→ Activity
The stretch wanted below opens at the line containing "#[derive(Debug, Clone, Copy, Default)]" and closes at the line containing "let mut entity = parent.to_entity()?;". Please return it exactly, with no other lines.

→ Material to process
use crate::convert::{require_name, Convert};
use crate::db::{EntityKind, OnFailure, ParentRepository, Session};
use crate::error::Result;
use crate::models::Parent;

use super::ensure_name_free;

#[derive(Debug, Clone, Copy, Default)]
pub struct ParentService {
    repo: ParentRepository,
}

impl ParentService {
    pub fn new() -> Self {
        Self::default()
    }

    /// All parents, or the ones with this name.
    pub fn get(&self, session: &Session<'_>, name: Option<&str>) -> Result<Vec<Parent>> {
        let entities = self.repo.find_by_name(session.conn(), name)?;
        Ok(entities.iter().map(Parent::from_entity).collect())
    }

    /// Store a new parent and return the element as given.
    ///
    /// The duplicate check and the insert share one unit of work.
    pub fn create(&self, session: &mut Session<'_>, parent: Parent) -> Result<Parent> {
        let name = require_name(parent.name.as_deref(), EntityKind::Parent)?;

        let uow = session.begin(OnFailure::Rollback, "create parent")?;
        ensure_name_free(&self.repo, &uow, name)?;

        let mut entity = parent.to_entity()?;
        self.repo.insert(&uow, &mut entity)?;
        uow.commit()?;

        tracing::info!("Created parent {}", name);
        Ok(parent)
    }

    pub fn update(&self, session: &mut Session<'_>, name: &str, changes: Parent) -> Result<Parent> {
        let entity = self.repo.update(session, name, changes)?;
        Ok(Parent::from_entity(&entity))
    }

    /// Delete parents, and with them every minion they own.
    pub fn delete(&self, session: &mut Session<'_>, name: Option<&str>) -> Result<usize> {
        self.repo.remove(session, name)
    }
}
//! Create, read, update and delete for each kind.
//!
//! Services orchestrate the repository and the converters. Every call takes
//! the caller's [`Session`](crate::db::Session); mutating calls run as exactly
//! one unit of work inside it.

mod minion;
mod parent;

pub use minion::MinionService;
pub use parent::ParentService;

use rusqlite::Connection;

use crate::db::{Record, Repository};
use crate::error::{Error, Result};

/// Refuse a create when the kind already has a record with this name.
fn ensure_name_free<K: Record>(repo: &Repository<K>, conn: &Connection, name: &str) -> Result<()> {
    let existing = repo.find_by_name(conn, Some(name))?;
    if existing.is_empty() {
        Ok(())
    } else {
        Err(Error::Conflict(format!(
            "{} with name {} already exists",
            K::KIND,
            name
        )))
    }
}
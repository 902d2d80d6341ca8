//! Name-based lookups and generic CRUD, shared by both kinds.
//!
//! Names are expected to be unique within a kind but the store does not
//! enforce it. Wherever an operation needs exactly one record, more than one
//! match is reported as a conflict; the repository never picks one.

use std::fmt;
use std::marker::PhantomData;

use rusqlite::Connection;

use super::entity::{EntityKind, MinionEntity, ParentEntity, Record};
use super::session::{OnFailure, Session};
use crate::error::{Error, Result};

pub type ParentRepository = Repository<ParentEntity>;
pub type MinionRepository = Repository<MinionEntity>;

pub struct Repository<K> {
    _kind: PhantomData<fn() -> K>,
}

impl<K> Clone for Repository<K> {
    fn clone(&self) -> Self {
        *self
    }
}

impl<K> Copy for Repository<K> {}

impl<K: Record> fmt::Debug for Repository<K> {
    fn fmt(&self, f: &mut fmt::Formatter<'_>) -> fmt::Result {
        f.debug_struct("Repository").field("kind", &K::KIND).finish()
    }
}

impl<K: Record> Default for Repository<K> {
    fn default() -> Self {
        Self::new()
    }
}

impl<K: Record> Repository<K> {
    pub const fn new() -> Self {
        Self { _kind: PhantomData }
    }

    /// Every record of this kind, or only those whose name matches exactly.
    ///
    /// Returns an empty list when nothing matches.
    pub fn find_by_name(&self, conn: &Connection, name: Option<&str>) -> Result<Vec<K>> {
        let records = match name {
            Some(name) => {
                let mut stmt =
                    conn.prepare(&format!("{} WHERE x.name = ?1 ORDER BY x.id", K::SELECT))?;
                let records = stmt
                    .query_map([name], K::from_row)?
                    .collect::<rusqlite::Result<Vec<_>>>()?;
                records
            }
            None => {
                let mut stmt = conn.prepare(&format!("{} ORDER BY x.id", K::SELECT))?;
                let records = stmt
                    .query_map([], K::from_row)?
                    .collect::<rusqlite::Result<Vec<_>>>()?;
                records
            }
        };

        tracing::debug!(
            kind = %K::KIND,
            name = ?name,
            matches = records.len(),
            "Looked up records"
        );
        Ok(records)
    }

    /// The single record with this name.
    ///
    /// Fails with `NotFound` when there is none and `Conflict` when the name
    /// is shared by several records.
    pub fn find_unique(&self, conn: &Connection, name: &str) -> Result<K> {
        let mut records = self.find_by_name(conn, Some(name))?;
        match records.len() {
            0 => Err(Error::NotFound(format!(
                "No {} found with name {}",
                K::KIND,
                name
            ))),
            1 => Ok(records.remove(0)),
            n => Err(Error::Conflict(format!(
                "More than one {} found with name {} ({} matches)",
                K::KIND,
                name,
                n
            ))),
        }
    }

    /// Insert inside the caller's unit of work.
    pub fn insert(&self, conn: &Connection, record: &mut K) -> Result<i64> {
        record.insert(conn)
    }

    /// Insert as its own unit of work.
    ///
    /// The transaction is committed on every path, so a failed insert still
    /// releases it; the error is reported to the caller.
    pub fn persist(&self, session: &mut Session<'_>, record: &mut K) -> Result<i64> {
        let uow = session.begin(OnFailure::Commit, "persist")?;

        match record.insert(&uow) {
            Ok(id) => {
                uow.commit()?;
                tracing::info!("Persisted {} {} (id {})", K::KIND, record.name(), id);
                Ok(id)
            }
            Err(e) => {
                tracing::error!("Failed to persist {} {}: {}", K::KIND, record.name(), e);
                Err(e)
            }
        }
    }

    /// Delete every record of this kind, or the one with this name.
    ///
    /// The batch is committed once. A delete that fails partway still commits
    /// what was removed before it. Returns the number of records removed.
    pub fn remove(&self, session: &mut Session<'_>, name: Option<&str>) -> Result<usize> {
        let uow = session.begin(OnFailure::Commit, "remove")?;
        let records = self.find_by_name(&uow, name)?;

        if records.is_empty() {
            tracing::warn!("No {} matches in store with name {:?}", K::KIND, name);
            uow.commit()?;
            return Ok(0);
        }

        if let Some(name) = name {
            if records.len() > 1 {
                return Err(Error::Conflict(format!(
                    "More than one {} found with name {} ({} matches), refusing to delete",
                    K::KIND,
                    name,
                    records.len()
                )));
            }
        }

        let sql = format!("DELETE FROM {} WHERE id = ?1", K::TABLE);
        let mut removed = 0;
        for id in records.iter().filter_map(|record| record.id()) {
            match uow.execute(&sql, [id]) {
                Ok(rows) => removed += rows,
                Err(e) => {
                    tracing::error!("Failed to remove {} {}: {}", K::KIND, id, e);
                    return Err(e.into());
                }
            }
        }

        uow.commit()?;
        tracing::info!("Removed {} {} record(s)", removed, K::KIND);
        Ok(removed)
    }

    /// Find the record by name, apply the fields present in `changes`, merge.
    ///
    /// Runs as one unit of work; any failure leaves the stored record as it was.
    pub fn update(&self, session: &mut Session<'_>, name: &str, changes: K::Changes) -> Result<K> {
        let uow = session.begin(OnFailure::Rollback, "update")?;
        let mut record = self.find_unique(&uow, name)?;

        if let Some(new_name) = K::renamed_to(&changes) {
            if new_name != record.name() && !self.find_by_name(&uow, Some(new_name))?.is_empty() {
                return Err(Error::Conflict(format!(
                    "{} with name {} already exists",
                    K::KIND,
                    new_name
                )));
            }
        }

        record.apply(&uow, changes)?;
        record.merge(&uow)?;
        uow.commit()?;

        tracing::info!("Updated {} {}", K::KIND, name);
        Ok(record)
    }
}

/// Remove by kind and name.
///
/// With no kind this deletes every record in the store, parents and minions
/// alike. A name without a kind is rejected.
pub fn remove(
    session: &mut Session<'_>,
    kind: Option<EntityKind>,
    name: Option<&str>,
) -> Result<usize> {
    match (kind, name) {
        (Some(EntityKind::Parent), name) => ParentRepository::new().remove(session, name),
        (Some(EntityKind::Minion), name) => MinionRepository::new().remove(session, name),
        (None, Some(name)) => Err(Error::InvalidInput(format!(
            "A kind is required to remove records named {}",
            name
        ))),
        (None, None) => remove_everything(session),
    }
}

fn remove_everything(session: &mut Session<'_>) -> Result<usize> {
    tracing::warn!("Deleting ALL records in the store");

    let uow = session.begin(OnFailure::Commit, "remove everything")?;
    let minions = uow.execute(&format!("DELETE FROM {}", MinionEntity::TABLE), [])?;
    let parents = uow.execute(&format!("DELETE FROM {}", ParentEntity::TABLE), [])?;
    uow.commit()?;

    tracing::info!("Removed {} parent(s) and {} minion(s)", parents, minions);
    Ok(parents + minions)
}
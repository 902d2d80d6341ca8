//! Server configuration loaded from environment variables.

use std::path::PathBuf;

use anyhow::Result;

pub const DEFAULT_HOST: &str = "127.0.0.1";
pub const DEFAULT_PORT: u16 = 3000;

#[derive(Clone, Debug, PartialEq, Eq)]
pub struct Config {
    /// SQLite file (from MINION_STORE_DB_PATH, default under the user data dir)
    pub db_path: PathBuf,
    /// Interface to bind (from MINION_STORE_HOST)
    pub host: String,
    /// HTTP port (from MINION_STORE_PORT)
    pub port: u16,
}

impl Config {
    pub fn from_env() -> Result<Self> {
        Self::from_lookup(|key| std::env::var(key).ok())
    }

    /// Build from any key/value source; unset or unparsable values fall back
    /// to defaults.
    pub fn from_lookup(lookup: impl Fn(&str) -> Option<String>) -> Result<Self> {
        let db_path = match lookup("MINION_STORE_DB_PATH") {
            Some(path) => PathBuf::from(path),
            None => default_db_path()?,
        };

        let host = lookup("MINION_STORE_HOST").unwrap_or_else(|| DEFAULT_HOST.to_string());

        let port = lookup("MINION_STORE_PORT")
            .and_then(|s| s.parse::<u16>().ok())
            .unwrap_or(DEFAULT_PORT);

        Ok(Self {
            db_path,
            host,
            port,
        })
    }

    pub fn bind_addr(&self) -> String {
        format!("{}:{}", self.host, self.port)
    }
}

pub fn default_db_path() -> Result<PathBuf> {
    let dirs = directories::ProjectDirs::from("", "", "minion-store")
        .ok_or_else(|| anyhow::anyhow!("Could not determine data directory"))?;
    Ok(dirs.data_dir().join("minion-store.db"))
}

→ Response to the task
#[derive(Debug, Clone, Copy, Default)]
pub struct ParentService {
    repo: ParentRepository,
}

impl ParentService {
    pub fn new() -> Self {
        Self::default()
    }

    /// All parents, or the ones with this name.
    pub fn get(&self, session: &Session<'_>, name: Option<&str>) -> Result<Vec<Parent>> {
        let entities = self.repo.find_by_name(session.conn(), name)?;
        Ok(entities.iter().map(Parent::from_entity).collect())
    }

    /// Store a new parent and return the element as given.
    ///
    /// The duplicate check and the insert share one unit of work.
    pub fn create(&self, session: &mut Session<'_>, parent: Parent) -> Result<Parent> {
        let name = require_name(parent.name.as_deref(), EntityKind::Parent)?;

        let uow = session.begin(OnFailure::Rollback, "create parent")?;
        ensure_name_free(&self.repo, &uow, name)?;

        let mut entity = parent.to_entity()?;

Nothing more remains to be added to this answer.